• **What is being asked**
Set out the listing word for word. End with the line that contains "use std::path::PathBuf;".

• **Data for this task**
//! Configuration types for tradewatch

use crate::feed::BINANCE_WS_URL;
use crate::indicators::CrashParams;
use crate::telemetry::LogFormat;
use crate::venue::{BinanceVenueConfig, Credentials, BINANCE_API_URL};
use crate::watch::SessionConfig;
use rust_decimal::Decimal;
use serde::Deserialize;
use std::path::PathBuf;
use std::time::Duration;

/// Root configuration structure
#[derive(Debug, Clone, Default, Deserialize)]
pub struct Config {
    #[serde(default)]
    pub feed: FeedConfig,
    #[serde(default)]
    pub watch: WatchConfig,
    #[serde(default)]
    pub venue: VenueConfig,
    #[serde(default)]
    pub telegram: TelegramConfig,
    #[serde(default)]
    pub alerts: AlertsConfig,
    #[serde(default)]
    pub journal: JournalConfig,
    #[serde(default)]
    pub telemetry: TelemetryConfig,
}

/// Price feed configuration
#[derive(Debug, Clone, Deserialize)]
pub struct FeedConfig {
    #[serde(default = "default_symbol")]
    pub symbol: String,
    #[serde(default = "default_ws_url")]
    pub ws_url: String,
}

fn default_symbol() -> String {
    "BTCUSDT".to_string()
}
fn default_ws_url() -> String {
    BINANCE_WS_URL.to_string()
}

impl Default for FeedConfig {
    fn default() -> Self {
        Self {
            symbol: default_symbol(),
            ws_url: default_ws_url(),
        }
    }
}

/// Auto-sell engine configuration
#[derive(Debug, Clone, Deserialize)]
pub struct WatchConfig {
    /// Samples taken after the target is crossed
    #[serde(default = "default_sample_count")]
    pub sample_count: usize,

    /// Spacing between samples (milliseconds)
    #[serde(default = "default_sample_interval_ms")]
    pub sample_interval_ms: u64,

    /// Fractional rise above the crossing price needed to hold
    #[serde(default = "default_hold_margin")]
    pub hold_margin: Decimal,

    /// Base quantity sold on a Sell decision. Unset records the decision only.
    #[serde(default)]
    pub sell_quantity: Option<Decimal>,
}

fn default_sample_count() -> usize {
    10
}
fn default_sample_interval_ms() -> u64 {
    1000
}
fn default_hold_margin() -> Decimal {
    Decimal::new(1, 3) // 0.001 = 0.1%
}

impl Default for WatchConfig {
    fn default() -> Self {
        Self {
            sample_count: 10,
            sample_interval_ms: 1000,
            hold_margin: Decimal::new(1, 3),
            sell_quantity: None,
        }
    }
}

/// Venue mode: paper trading or live
#[derive(Debug, Clone, Copy, Deserialize, PartialEq, Eq, Default)]
#[serde(rename_all = "lowercase")]
pub enum VenueMode {
    #[default]
    Paper,
    Live,
}

/// Trading venue configuration
#[derive(Debug, Clone, Deserialize)]
pub struct VenueConfig {
    #[serde(default)]
    pub mode: VenueMode,

    #[serde(default = "default_api_url")]
    pub base_url: String,

    #[serde(default = "default_base_asset")]
    pub base_asset: String,

    #[serde(default = "default_quote_asset")]
    pub quote_asset: String,

    /// Paper fee charged in the quote asset
    #[serde(default = "default_fee_rate")]
    pub fee_rate: Decimal,

    #[serde(default = "default_recv_window_ms")]
    pub recv_window_ms: u64,

    #[serde(default = "default_timeout_secs")]
    pub timeout_secs: u64,

    #[serde(default)]
    pub paper: PaperConfig,
}

fn default_api_url() -> String {
    BINANCE_API_URL.to_string()
}
fn default_base_asset() -> String {
    "BTC".to_string()
}
fn default_quote_asset() -> String {
    "USDT".to_string()
}
fn default_fee_rate() -> Decimal {
    Decimal::new(1, 3) // 0.1%
}
fn default_recv_window_ms() -> u64 {
    5000
}
fn default_timeout_secs() -> u64 {
    10
}

impl Default for VenueConfig {
    fn default() -> Self {
        Self {
            mode: VenueMode::Paper,
            base_url: default_api_url(),
            base_asset: default_base_asset(),
            quote_asset: default_quote_asset(),
            fee_rate: Decimal::new(1, 3),
            recv_window_ms: 5000,
            timeout_secs: 10,
            paper: PaperConfig::default(),
        }
    }
}

/// Starting balances for the paper venue
#[derive(Debug, Clone, Deserialize)]
pub struct PaperConfig {
    #[serde(default)]
    pub base_balance: Decimal,
    #[serde(default = "default_paper_quote_balance")]
    pub quote_balance: Decimal,
}

fn default_paper_quote_balance() -> Decimal {
    Decimal::new(1000, 0)
}

impl Default for PaperConfig {
    fn default() -> Self {
        Self {
            base_balance: Decimal::ZERO,
            quote_balance: Decimal::new(1000, 0),
        }
    }
}

/// Telegram bot configuration. Both values may come from the environment.
#[derive(Debug, Clone, Default, Deserialize)]
pub struct TelegramConfig {
    #[serde(default)]
    pub bot_token: Option<String>,
    /// The only chat allowed to issue commands and receive alerts
    #[serde(default)]
    pub chat_id: Option<i64>,
}

/// Background alert loops
#[derive(Debug, Clone, Deserialize)]
pub struct AlertsConfig {
    /// Start the crash-reversal monitor with the bot
    #[serde(default)]
    pub enabled: bool,

    /// Candle interval the monitor polls
    #[serde(default = "default_alert_interval")]
    pub interval: String,

    #[serde(default = "default_candle_limit")]
    pub candle_limit: u16,

    #[serde(default = "default_poll_interval_secs")]
    pub poll_interval_secs: u64,

    /// Minimum drop over the recent window, in percent
    #[serde(default = "default_drop_threshold_pct")]
    pub drop_threshold_pct: f64,

    #[serde(default = "default_crash_period")]
    pub period: usize,

    #[serde(default = "default_volume_multiplier")]
    pub volume_multiplier: f64,

    /// Also alert when RSI leaves the 30..70 range
    #[serde(default)]
    pub rsi_alerts: bool,
}

fn default_alert_interval() -> String {
    "1m".to_string()
}
fn default_candle_limit() -> u16 {
    50
}
fn default_poll_interval_secs() -> u64 {
    60
}
fn default_drop_threshold_pct() -> f64 {
    1.0
}
fn default_crash_period() -> usize {
    10
}
fn default_volume_multiplier() -> f64 {
    1.5
}

impl Default for AlertsConfig {
    fn default() -> Self {
        Self {
            enabled: false,
            interval: default_alert_interval(),
            candle_limit: 50,
            poll_interval_secs: 60,
            drop_threshold_pct: 1.0,
            period: 10,
            volume_multiplier: 1.5,
            rsi_alerts: false,
        }
    }
}

impl AlertsConfig {
    pub fn crash_params(&self) -> CrashParams {
        CrashParams {
            drop_threshold_pct: self.drop_threshold_pct,
            period: self.period,
            volume_multiplier: self.volume_multiplier,
        }
    }
}

/// Event journal configuration
#[derive(Debug, Clone, Deserialize)]
pub struct JournalConfig {
    #[serde(default = "default_true")]
    pub enabled: bool,
    #[serde(default = "default_journal_path")]
    pub path: PathBuf,
}

fn default_true() -> bool {
    true
}
fn default_journal_path() -> PathBuf {
    PathBuf::from("tradewatch-journal.jsonl")
}

impl Default for JournalConfig {
    fn default() -> Self {
        Self {
            enabled: true,
            path: default_journal_path(),
        }
    }
}

/// Telemetry configuration
#[derive(Debug, Clone, Deserialize)]
pub struct TelemetryConfig {
    /// Prometheus listener port; no listener when unset
    #[serde(default)]
    pub metrics_port: Option<u16>,
    #[serde(default = "default_log_level")]
    pub log_level: String,
    #[serde(default)]
    pub log_format: LogFormat,
}

fn default_log_level() -> String {
    "info".to_string()
}

impl Default for TelemetryConfig {
    fn default() -> Self {
        Self {
            metrics_port: None,
            log_level: default_log_level(),
            log_format: LogFormat::Pretty,
        }
    }
}

impl Config {
    /// Load configuration from a TOML file
    pub fn load(path: impl AsRef<std::path::Path>) -> anyhow::Result<Self> {
        let content = std::fs::read_to_string(path)?;
        let config: Config = toml::from_str(&content)?;
        config.validate()?;
        Ok(config)
    }

    /// Reject values the engine cannot run with
    pub fn validate(&self) -> anyhow::Result<()> {
        if self.feed.symbol.trim().is_empty() {
            anyhow::bail!("feed.symbol must not be empty");
        }
        if self.watch.sample_count == 0 {
            anyhow::bail!("watch.sample_count must be at least 1");
        }
        if self.watch.sample_interval_ms == 0 {
            anyhow::bail!("watch.sample_interval_ms must be positive");
        }
        if self.watch.hold_margin.is_sign_negative() {
            anyhow::bail!("watch.hold_margin must not be negative");
        }
        if self
            .watch
            .sell_quantity
            .is_some_and(|q| q <= Decimal::ZERO)
        {
            anyhow::bail!("watch.sell_quantity must be positive");
        }
        if self.alerts.period == 0 {
            anyhow::bail!("alerts.period must be at least 1");
        }
        Ok(())
    }

    /// Apply environment secrets on top of the file values
    pub fn with_secrets(mut self, secrets: &Secrets) -> Self {
        if let Some(token) = &secrets.telegram_token {
            self.telegram.bot_token = Some(token.clone());
        }
        if let Some(chat_id) = secrets.telegram_chat_id {
            self.telegram.chat_id = Some(chat_id);
        }
        self
    }

    /// Engine parameters for a watch session on the configured symbol
    pub fn session_config(&self) -> SessionConfig {
        SessionConfig {
            symbol: self.feed.symbol.to_uppercase(),
            sample_count: self.watch.sample_count,
            sample_interval: Duration::from_millis(self.watch.sample_interval_ms),
            hold_margin: self.watch.hold_margin,
            sell_quantity: self.watch.sell_quantity,
        }
    }

    pub fn binance_venue_config(&self) -> BinanceVenueConfig {
        BinanceVenueConfig {
            base_url: self.venue.base_url.clone(),
            timeout: Duration::from_secs(self.venue.timeout_secs),
            recv_window_ms: self.venue.recv_window_ms,
        }
    }
}

/// Secrets read from the environment (and `.env`)
#[derive(Debug, Clone, Default)]
pub struct Secrets {
    pub binance: Option<Credentials>,
    pub telegram_token: Option<String>,
    pub telegram_chat_id: Option<i64>,
}

impl Secrets {
    /// Load `.env` if present, then read the process environment
    pub fn from_env() -> Self {
        if let Ok(path) = dotenvy::dotenv() {
            tracing::debug!(path = %path.display(), "Loaded .env");
        }
        Self::from_lookup(|key| std::env::var(key).ok())
    }

    /// Build from any key lookup
    pub fn from_lookup(lookup: impl Fn(&str) -> Option<String>) -> Self {
        let get = |key: &str| lookup(key).filter(|v| !v.trim().is_empty());

        let binance = match (get("BINANCE_API_KEY"), get("BINANCE_API_SECRET")) {
            (Some(api_key), Some(api_secret)) => Some(Credentials {
                api_key,
                api_secret,
            }),
            _ => None,
        };

        let telegram_chat_id = get("TELEGRAM_CHAT_ID").and_then(|raw| match raw.trim().parse() {
            Ok(id) => Some(id),
            Err(_) => {
                tracing::warn!(value = %raw, "TELEGRAM_CHAT_ID is not a number, ignoring");
                None
            }
        });

        Self {
            binance,
            telegram_token: get("TELEGRAM_BOT_TOKEN"),
            telegram_chat_id,
        }
    }
}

• **Answer to this exercise**
//! Configuration types for tradewatch

use crate::feed::BINANCE_WS_URL;
use crate::indicators::CrashParams;
use crate::telemetry::LogFormat;
use crate::venue::{BinanceVenueConfig, Credentials, BINANCE_API_URL};
use crate::watch::SessionConfig;
use rust_decimal::Decimal;
use serde::Deserialize;
use std::path::PathBuf;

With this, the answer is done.